In Re Baths International, Inc.

31 B.R. 143 | S.D.N.Y. | 1983

31 B.R. 143 (1983)

In re BATHS INTERNATIONAL, INC., Debtor.

No. 83 Civ. 0740 (HFW).

United States District Court, S.D. New York.

June 20, 1983.

*144 Helfand & Alter by Bruce R. Alter, Jodi L. Goldman, New York City, for Reuben H. Donnelley Corp.

Rattet & Vogelman by Robert L. Rattet, New York City, for Baths Intern., Inc.

MEMORANDUM DECISION

WERKER, District Judge.

This is an appeal from an order of the United States Bankruptcy Court for the Southern District of New York, John J. Galgay, Judge, which denied the application of appellant Reuben H. Donnelley Corporation (RHD) for allowance of an administrative priority claim pursuant to 11 U.S.C. § 503(b)(1)(A).

In April 1982, Baths International, Inc. (Baths) filed a chapter 11 petition in bankruptcy under the Bankruptcy Reform Act of 1978. Baths is engaged in the business of retail and wholesale distribution of hot tubs, spas, saunas and related equipment. A large part of its pre-petition marketing plan was a program of national advertising in various Yellow Page Telephone Directories throughout the United States. This advertising was placed through a contract with RHD. RHD is a national representative for publishers of classified telephone directories. It does not publish any directories on its own but acts as a middleman between publishers and advertisers for the placement of Yellow Page advertising. RHD claims that certain advertising fees due it from Baths for ads placed and closed before the filing of the bankruptcy petition but published post-petition, should be allowed as administrative expenses.

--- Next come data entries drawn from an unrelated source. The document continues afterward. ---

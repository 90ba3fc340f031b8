//! CLI output: error mapping from domain errors to stable CLI surface.

use crate::error::SeedError;

/// Map domain/service errors to a string for CLI output.
pub fn map_error(e: &SeedError) -> String {
    let mut message = e.to_string();
    let mut source = std::error::Error::source(e);
    while let Some(cause) = source {
        let cause_text = cause.to_string();
        if !message.contains(&cause_text) {
            message.push_str(&format!(": {}", cause_text));
        }
        source = cause.source();
    }
    message
}
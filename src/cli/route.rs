//! CLI route: single route table and run context. Dispatches to domain services and presentation.

use crate::catalog::CategoryCatalog;
use crate::config::{ConfigLoader, ResolvedPaths, SeedConfig};
use crate::error::SeedError;
use crate::generation::PromptDispatch;
use crate::provider::ProviderFactory;
use crate::roster::resolve_roster;
use crate::run::{run_generate, GenerateRequest};
use std::path::{Path, PathBuf};
use tracing::debug;

use crate::cli::parse::Commands;
use crate::cli::presentation::{
    format_generate_summary, format_roster_json, format_roster_text, RosterRow,
};

/// Runtime context for CLI execution: workspace root and the loaded configuration.
/// Built from workspace path and optional config path using ConfigLoader only.
pub struct RunContext {
    workspace_root: PathBuf,
    config: SeedConfig,
}

impl RunContext {
    /// Create run context from workspace root and optional config path. Uses ConfigLoader only.
    pub fn new(workspace_root: PathBuf, config_path: Option<PathBuf>) -> Result<Self, SeedError> {
        let config = if let Some(ref cfg_path) = config_path {
            ConfigLoader::load_from_file(cfg_path)?
        } else {
            ConfigLoader::load(&workspace_root)?
        };
        Ok(Self {
            workspace_root,
            config,
        })
    }

    /// Loaded configuration.
    pub fn config(&self) -> &SeedConfig {
        &self.config
    }

    /// Workspace root that relative paths resolve against.
    pub fn workspace_root(&self) -> &Path {
        &self.workspace_root
    }

    /// Execute a command and return its printable output.
    pub fn execute(&self, command: &Commands) -> Result<String, SeedError> {
        match command {
            Commands::Generate {
                output,
                categories,
                roster,
                concurrent_prompts,
                dry_run,
            } => self.handle_generate(
                output.as_deref(),
                categories.as_deref(),
                roster.as_deref(),
                *concurrent_prompts,
                *dry_run,
            ),
            Commands::Roster {
                categories,
                roster,
                format,
            } => self.handle_roster(categories.as_deref(), roster.as_deref(), format),
            Commands::Config => Ok(toml::to_string_pretty(&self.config.redacted())
                .map_err(|e| SeedError::ConfigError(format!("Failed to render config: {}", e)))?
                .trim_end()
                .to_string()),
        }
    }

    /// Config paths resolved against the workspace, with CLI overrides applied on top.
    fn resolve_paths(
        &self,
        output: Option<&Path>,
        categories: Option<&Path>,
        roster: Option<&Path>,
    ) -> ResolvedPaths {
        let mut paths = self.config.paths.clone();
        if let Some(output) = output {
            paths.output = output.to_path_buf();
        }
        if let Some(categories) = categories {
            paths.categories = categories.to_path_buf();
        }
        if let Some(roster) = roster {
            paths.roster = Some(roster.to_path_buf());
        }
        paths.resolve(&self.workspace_root)
    }

    fn handle_generate(
        &self,
        output: Option<&Path>,
        categories: Option<&Path>,
        roster: Option<&Path>,
        concurrent_prompts: bool,
        dry_run: bool,
    ) -> Result<String, SeedError> {
        if let Err(errors) = self.config.validate() {
            let joined = errors
                .iter()
                .map(|e| e.to_string())
                .collect::<Vec<_>>()
                .join("; ");
            return Err(SeedError::ConfigError(joined));
        }

        let paths = self.resolve_paths(output, categories, roster);
        let dispatch = if concurrent_prompts {
            PromptDispatch::Concurrent
        } else {
            self.config.generation.dispatch
        };
        let request = GenerateRequest {
            categories_path: paths.categories,
            roster_path: paths.roster,
            output_path: paths.output,
            owner: self.config.owner.clone(),
            options: self.config.provider.default_options.clone(),
            dispatch,
            dry_run,
        };
        debug!(
            categories = ?request.categories_path,
            output = ?request.output_path,
            dry_run,
            "Resolved generate request"
        );

        let client = ProviderFactory::create_client(&self.config.provider.to_model_provider()?)?;

        if tokio::runtime::Handle::try_current().is_ok() {
            return Err(SeedError::Runtime(
                "Cannot run generation from within an async runtime context".to_string(),
            ));
        }
        let rt = tokio::runtime::Runtime::new()
            .map_err(|e| SeedError::Runtime(format!("Failed to create runtime: {}", e)))?;

        let summary = rt.block_on(run_generate(client.as_ref(), &request))?;
        Ok(format_generate_summary(&summary))
    }

    fn handle_roster(
        &self,
        categories: Option<&Path>,
        roster: Option<&Path>,
        format: &str,
    ) -> Result<String, SeedError> {
        let paths = self.resolve_paths(None, categories, roster);
        let catalog = CategoryCatalog::load(&paths.categories)?;
        let entities = resolve_roster(paths.roster.as_deref())?;

        let rows: Vec<RosterRow> = entities
            .into_iter()
            .map(|entity| RosterRow {
                category_id: catalog.resolve(&entity.category).map(str::to_string),
                name: entity.name,
                category: entity.category,
            })
            .collect();

        match format {
            "json" => format_roster_json(&rows),
            _ => Ok(format_roster_text(&rows)),
        }
    }
}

Classified Yellow Page Directories are published independently for each region of the country. Each directory has a deadline date called the "closing date" after which no further orders for advertising or removal of orders previously made can take place. The actual publication date of the directory may not occur for up to six months after the closing date. After publication, the publisher bills the purchaser of the advertisement. After the closing date, actual publication of the directories takes place and directory distribution to the general public is thereafter made.

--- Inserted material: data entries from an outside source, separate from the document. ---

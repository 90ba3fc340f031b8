//! Seeding run: category load, generation loop, then a single output write.

use crate::catalog::CategoryCatalog;
use crate::config::OwnerConfig;
use crate::error::SeedError;
use crate::generation::{CompanionGenerator, GenerationFailure, PromptDispatch};
use crate::output::{render_records, write_records};
use crate::provider::{CompletionOptions, ModelProviderClient};
use crate::roster::resolve_roster;
use std::path::PathBuf;
use tracing::info;

/// Inputs for one generation run. Paths are already resolved.
#[derive(Debug, Clone)]
pub struct GenerateRequest {
    pub categories_path: PathBuf,
    pub roster_path: Option<PathBuf>,
    pub output_path: PathBuf,
    pub owner: OwnerConfig,
    pub options: CompletionOptions,
    pub dispatch: PromptDispatch,
    /// Render the JSON instead of writing the output file.
    pub dry_run: bool,
}

/// What a run produced.
#[derive(Debug, Clone)]
pub struct RunSummary {
    pub generated: usize,
    pub failed: usize,
    pub failures: Vec<GenerationFailure>,
    /// Set when the output file was written.
    pub output_path: Option<PathBuf>,
    /// Set on dry runs.
    pub rendered: Option<String>,
}

/// Execute a run against `client`. Category and output I/O errors are fatal; entity failures are not.
pub async fn run_generate(
    client: &dyn ModelProviderClient,
    request: &GenerateRequest,
) -> Result<RunSummary, SeedError> {
    let catalog = CategoryCatalog::load(&request.categories_path)?;
    let roster = resolve_roster(request.roster_path.as_deref())?;

    info!(
        provider = client.provider_name(),
        model = client.model_name(),
        entities = roster.len(),
        categories = catalog.len(),
        dispatch = ?request.dispatch,
        "Starting companion generation"
    );

    let report = CompanionGenerator::new(client, &catalog, &request.owner)
        .with_options(request.options.clone())
        .with_dispatch(request.dispatch)
        .generate_all(&roster)
        .await;

    let (output_path, rendered) = if request.dry_run {
        (None, Some(render_records(&report.records)?))
    } else {
        write_records(&request.output_path, &report.records)?;
        (Some(request.output_path.clone()), None)
    };

    Ok(RunSummary {
        generated: report.total_generated(),
        failed: report.total_failed(),
        failures: report.failures,
        output_path,
        rendered,
    })
}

In this case, the advertising was placed for publication under an agreement dated September 5, 1978 between RHD and Big Toe Advertising, which is Baths' in-house advertising agency. Under the agreement, Baths, through Big Toe Advertising, would request an ad be placed in a particular Yellow Pages. Each ad was treated separately and was submitted to RHD on an order form. Once an ad was accepted by the Yellow Pages publisher, the order from became part of the agreement. RHD would bill Big Toe. If Big Toe did not pay, RHD could bill Baths directly. If RHD wanted to raise its commission, it had to inform Big Toe at least 30 days prior to closing. The agreement could be cancelled at any time by either party. However, such cancellation was not effective for advertising in Yellow Pages whose closing date had passed. Although the relationship between Baths and RHD was governed by one agreement, each contract to publish an advertisement in a particular Yellow Pages is looked upon as a separate contract. (This statement of the facts is taken from Judge Galgay's decision).

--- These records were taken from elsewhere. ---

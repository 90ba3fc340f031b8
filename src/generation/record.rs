//! The companion record written to the output file.

use crate::config::OwnerConfig;
use crate::generation::generator::GeneratedFields;
use crate::roster::EntityDescriptor;
use chrono::{DateTime, Local};
use serde::{Deserialize, Serialize};
use uuid::Uuid;

const TIMESTAMP_FORMAT: &str = "%Y-%m-%d %H:%M:%S%.3f";

/// One generated companion. Field order is the serialized key order.
#[derive(Debug, Clone, PartialEq, Eq, Serialize, Deserialize)]
#[serde(rename_all = "camelCase")]
pub struct CompanionRecord {
    pub id: String,
    pub user_id: String,
    pub user_name: String,
    pub src: String,
    pub name: String,
    pub description: String,
    pub instructions: String,
    pub seed: String,
    pub private: bool,
    pub created_at: String,
    pub updated_at: String,
    /// Always serialized; `null` when the category name did not resolve.
    pub category_id: Option<String>,
}

impl CompanionRecord {
    /// Build a record with a fresh id. Both timestamps come from `generated_at`.
    pub fn assemble(
        entity: &EntityDescriptor,
        owner: &OwnerConfig,
        fields: GeneratedFields,
        category_id: Option<String>,
        generated_at: DateTime<Local>,
    ) -> Self {
        let timestamp = format_timestamp(&generated_at);
        Self {
            id: Uuid::new_v4().to_string(),
            user_id: owner.id.clone(),
            user_name: owner.name.clone(),
            src: owner.src.clone(),
            name: entity.name.clone(),
            description: fields.description,
            instructions: fields.instructions,
            seed: fields.seed,
            private: false,
            created_at: timestamp.clone(),
            updated_at: timestamp,
            category_id,
        }
    }
}

/// `YYYY-MM-DD HH:MM:SS.mmm` in local time.
pub fn format_timestamp(at: &DateTime<Local>) -> String {
    at.format(TIMESTAMP_FORMAT).to_string()
}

The issue presented was framed by the bankruptcy court as follows: "The controversy here is the classification of the debt due RHD for advertising ordered pre-petition, with a pre-petition closing date, but not published until after the filing of the petition. . . . Where closing and publication dates straddle the petition date, the question arises—which date is the date of performance. If performance is completed at closing, the contract to place Yellow Pages advertising is deemed executed at the time of the filing and the debt is a pre-petition one. If performance is completed *145 upon publication, the contract is executory at the time of filing and any debt arising from post-petition performance is administrative." In re Baths International, Inc., 25 B.R. 538 (Memorandum & Order) (Bkrtcy.S.D.N.Y.1982).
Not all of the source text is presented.